What you should do: Whenever a line in the records below contains "single", pick it out.

──────── Source data ────────

//! Policy knobs shared across reclamation schemes, and the
//! `Config`/`ConfigBuilder` pattern each scheme exposes its own flavor of.

const DEFAULT_INIT_CACHE: usize = 128;
const DEFAULT_MIN_REQUIRED_RECORDS: u32 = 0;

cfg_if::cfg_if! {
    if #[cfg(feature = "maximum-reclamation-freq")] {
        // useful for finding reclamation bugs under test: every single retire
        // attempts a scan instead of batching up to the usual threshold
        const DEFAULT_SCAN_THRESHOLD: u32 = 1;
    } else {
        const DEFAULT_SCAN_THRESHOLD: u32 = 128;
    }
}

////////////////////////////////////////////////////////////////////////////////////////////////////
// ScanStrategy
////////////////////////////////////////////////////////////////////////////////////////////////////

/// When a thread should scan for reclaimable records.
///
/// `OpsCount` is the strategy the teacher repo implements (count guard
/// acquisitions/releases against a threshold); `Fraser` and `Debra` are the
/// two classic epoch-scheme variants layered on top of it by
/// [`crate::schemes::ebr`].
#[derive(Debug, Clone, Copy, PartialEq, Eq)]
pub enum ScanStrategy {
    /// Scan after every `scan_threshold` retire operations.
    OpsCount,
    /// Fraser-style: attempt to advance the global epoch, and scan, on
    /// every retire.
    Fraser,
    /// DEBRA-style: only attempt to advance the epoch when the calling
    /// thread is not itself active in a critical section, trading
    /// reclamation promptness for fewer wasted attempts.
    Debra,
}

impl Default for ScanStrategy {
    #[inline]
    fn default() -> Self {
        ScanStrategy::OpsCount
    }
}

////////////////////////////////////////////////////////////////////////////////////////////////////
// AbandonStrategy
////////////////////////////////////////////////////////////////////////////////////////////////////

/// What a thread does with its retire list when its [`crate::registry`]
/// slot is torn down.
#[derive(Debug, Clone, Copy, PartialEq, Eq)]
pub enum AbandonStrategy {
    /// Move the thread's retired records straight onto the global
    /// abandoned-bag list, to be adopted by some other live thread.
    Abandon,
    /// Reclaim whatever can be reclaimed immediately and abandon only the
    /// remainder.
    ReclaimThenAbandon,
}

impl Default for AbandonStrategy {
    #[inline]
    fn default() -> Self {
        AbandonStrategy::ReclaimThenAbandon
    }
}

////////////////////////////////////////////////////////////////////////////////////////////////////
// RegionExtension
////////////////////////////////////////////////////////////////////////////////////////////////////

/// How aggressively a thread extends its protected region across nested
/// guards. Relevant to [`crate::schemes::ebr`] only; the hazard-based
/// schemes protect per-guard and ignore this policy.
#[derive(Debug, Clone, Copy, PartialEq, Eq)]
pub enum RegionExtension {
    /// Every guard pins and unpins the epoch independently.
    Eager,
    /// Nested guards on the same thread share a single pin, released only
    /// when the outermost region guard drops.
    Lazy,
}

impl Default for RegionExtension {
    #[inline]
    fn default() -> Self {
        RegionExtension::Lazy
    }
}

////////////////////////////////////////////////////////////////////////////////////////////////////
// Config
////////////////////////////////////////////////////////////////////////////////////////////////////

/// Runtime configuration parameters shared by all three reclamation
/// schemes.
#[derive(Copy, Clone, Debug)]
pub struct Config {
    init_cache: usize,
    min_required_records: u32,
    scan_threshold: u32,
    scan_strategy: ScanStrategy,
    abandon_strategy: AbandonStrategy,
    region_extension: RegionExtension,
    max_slots: Option<usize>,
}

/********** impl Default **************************************************************************/

impl Default for Config {
    #[inline]
    fn default() -> Self {
        ConfigBuilder::new().build()
    }
}

/********** impl inherent *************************************************************************/

impl Config {
    /// Returns the initial cache size for newly spawned threads.
    #[inline]
    pub fn init_cache(&self) -> usize {
        self.init_cache
    }

    /// Returns the minimum amount of retired records that is required,
    /// before an attempt at reclaiming records is initiated.
    #[inline]
    pub fn min_required_records(&self) -> u32 {
        self.min_required_records
    }

    /// Returns the scan threshold.
    ///
    /// Every retired record counts towards this threshold (see
    /// [`scan_strategy`](Self::scan_strategy) for how that count is acted
    /// on). Once it is reached, an attempt is made to reclaim records.
    #[inline]
    pub fn scan_threshold(&self) -> u32 {
        self.scan_threshold
    }

    /// Returns the configured scan strategy.
    #[inline]
    pub fn scan_strategy(&self) -> ScanStrategy {
        self.scan_strategy
    }

    /// Returns the configured abandon strategy.
    #[inline]
    pub fn abandon_strategy(&self) -> AbandonStrategy {
        self.abandon_strategy
    }

    /// Returns the configured region extension policy.
    #[inline]
    pub fn region_extension(&self) -> RegionExtension {
        self.region_extension
    }

    /// Returns the configured cap on total slots a hazard-based registry
    /// ([`crate::schemes::Hp`] / [`crate::schemes::He`]) may allocate.
    ///
    /// `None` (the default) is `dynamic_strategy`: the registry grows by a
    /// fresh node whenever every existing slot is claimed. `Some(k)` is
    /// `static_strategy`: once `k` slots have been allocated in total, a
    /// thread that finds none free must use `try_guard` instead of `guard`.
    #[inline]
    pub fn max_slots(&self) -> Option<usize> {
        self.max_slots
    }
}

////////////////////////////////////////////////////////////////////////////////////////////////////
// ConfigBuilder
////////////////////////////////////////////////////////////////////////////////////////////////////

/// A builder type for gradually initializing a [`Config`].
///
/// This is mainly useful for keeping stability, in case the internal
/// structure of the [`Config`] type changes in the future, e.g. because
/// further parameters are added.
#[derive(Copy, Clone, Debug, Default)]
pub struct ConfigBuilder {
    init_cache: Option<usize>,
    min_required_records: Option<u32>,
    scan_threshold: Option<u32>,
    scan_strategy: Option<ScanStrategy>,
    abandon_strategy: Option<AbandonStrategy>,
    region_extension: Option<RegionExtension>,
    max_slots: Option<usize>,
}

impl ConfigBuilder {
    /// Creates a new [`ConfigBuilder`] with default values.
    #[inline]
    pub fn new() -> Self {
        Self::default()
    }

    /// Sets the initial size of the cache for retired records of each newly
    /// created thread.
    ///
    /// If this is set to e.g. 0, retiring the first record will require the
    /// allocation of memory by the internally used data structure.
    #[inline]
    pub fn init_cache(mut self, init_cache: usize) -> Self {
        self.init_cache = Some(init_cache);
        self
    }

    /// Sets the minimum amount of records that must have been retired by a
    /// thread, before the thread may attempt to reclaim any memory.
    #[inline]
    pub fn min_required_records(mut self, min_required_records: u32) -> Self {
        self.min_required_records = Some(min_required_records);
        self
    }

    /// Sets the scan threshold.
    ///
    /// # Panics
    ///
    /// [`build`](Self::build) panics if this is set to 0.
    #[inline]
    pub fn scan_threshold(mut self, scan_threshold: u32) -> Self {
        self.scan_threshold = Some(scan_threshold);
        self
    }

    /// Sets the scan strategy.
    #[inline]
    pub fn scan_strategy(mut self, scan_strategy: ScanStrategy) -> Self {
        self.scan_strategy = Some(scan_strategy);
        self
    }

    /// Sets the abandon strategy.
    #[inline]
    pub fn abandon_strategy(mut self, abandon_strategy: AbandonStrategy) -> Self {
        self.abandon_strategy = Some(abandon_strategy);
        self
    }

    /// Sets the region extension policy.
    #[inline]
    pub fn region_extension(mut self, region_extension: RegionExtension) -> Self {
        self.region_extension = Some(region_extension);
        self
    }

    /// Bounds the total number of slots a hazard-based registry may
    /// allocate, switching it from `dynamic_strategy` to `static_strategy`.
    ///
    /// Once the cap is reached, [`Hp::guard`](crate::schemes::Hp::guard) and
    /// [`He::guard`](crate::schemes::He::guard) panic if no existing slot can
    /// be reused; callers that want to handle exhaustion should use
    /// `try_guard` instead.
    #[inline]
    pub fn max_slots(mut self, max_slots: usize) -> Self {
        self.max_slots = Some(max_slots);
        self
    }

    /// Consumes the [`ConfigBuilder`] and returns an initialized [`Config`].
    ///
    /// Unspecified parameters are initialized with their default values.
    ///
    /// # Panics
    ///
    /// Panics if an explicit `scan_threshold` of 0 was set.
    #[inline]
    pub fn build(self) -> Config {
        let scan_threshold = self.scan_threshold.unwrap_or(DEFAULT_SCAN_THRESHOLD);
        assert!(scan_threshold > 0, "scan threshold must be greater than 0");
        Config {
            init_cache: self.init_cache.unwrap_or(DEFAULT_INIT_CACHE),
            min_required_records: self.min_required_records.unwrap_or(DEFAULT_MIN_REQUIRED_RECORDS),
            scan_threshold,
            scan_strategy: self.scan_strategy.unwrap_or_default(),
            abandon_strategy: self.abandon_strategy.unwrap_or_default(),
            region_extension: self.region_extension.unwrap_or_default(),
            max_slots: self.max_slots,
        }
    }
}

#[cfg(test)]
mod tests {
    use super::*;

    #[test]
    fn defaults() {
        let config = Config::default();
        assert_eq!(config.init_cache(), DEFAULT_INIT_CACHE);
        assert_eq!(config.scan_threshold(), DEFAULT_SCAN_THRESHOLD);
        assert_eq!(config.scan_strategy(), ScanStrategy::OpsCount);
        assert_eq!(config.max_slots(), None);
    }

    #[test]
    fn max_slots_can_be_set() {
        let config = ConfigBuilder::new().max_slots(16).build();
        assert_eq!(config.max_slots(), Some(16));
    }

    #[test]
    #[should_panic]
    fn zero_scan_threshold_panics() {
        ConfigBuilder::new().scan_threshold(0).build();
    }

    #[test]
    fn builder_overrides() {
        let config = ConfigBuilder::new()
            .init_cache(4)
            .scan_threshold(16)
            .scan_strategy(ScanStrategy::Debra)
            .abandon_strategy(AbandonStrategy::Abandon)
            .region_extension(RegionExtension::Eager)
            .build();
        assert_eq!(config.init_cache(), 4);
        assert_eq!(config.scan_threshold(), 16);
        assert_eq!(config.scan_strategy(), ScanStrategy::Debra);
        assert_eq!(config.abandon_strategy(), AbandonStrategy::Abandon);
        assert_eq!(config.region_extension(), RegionExtension::Eager);
    }
}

────────

Output for this task:
        // useful for finding reclamation bugs under test: every single retire
    /// Nested guards on the same thread share a single pin, released only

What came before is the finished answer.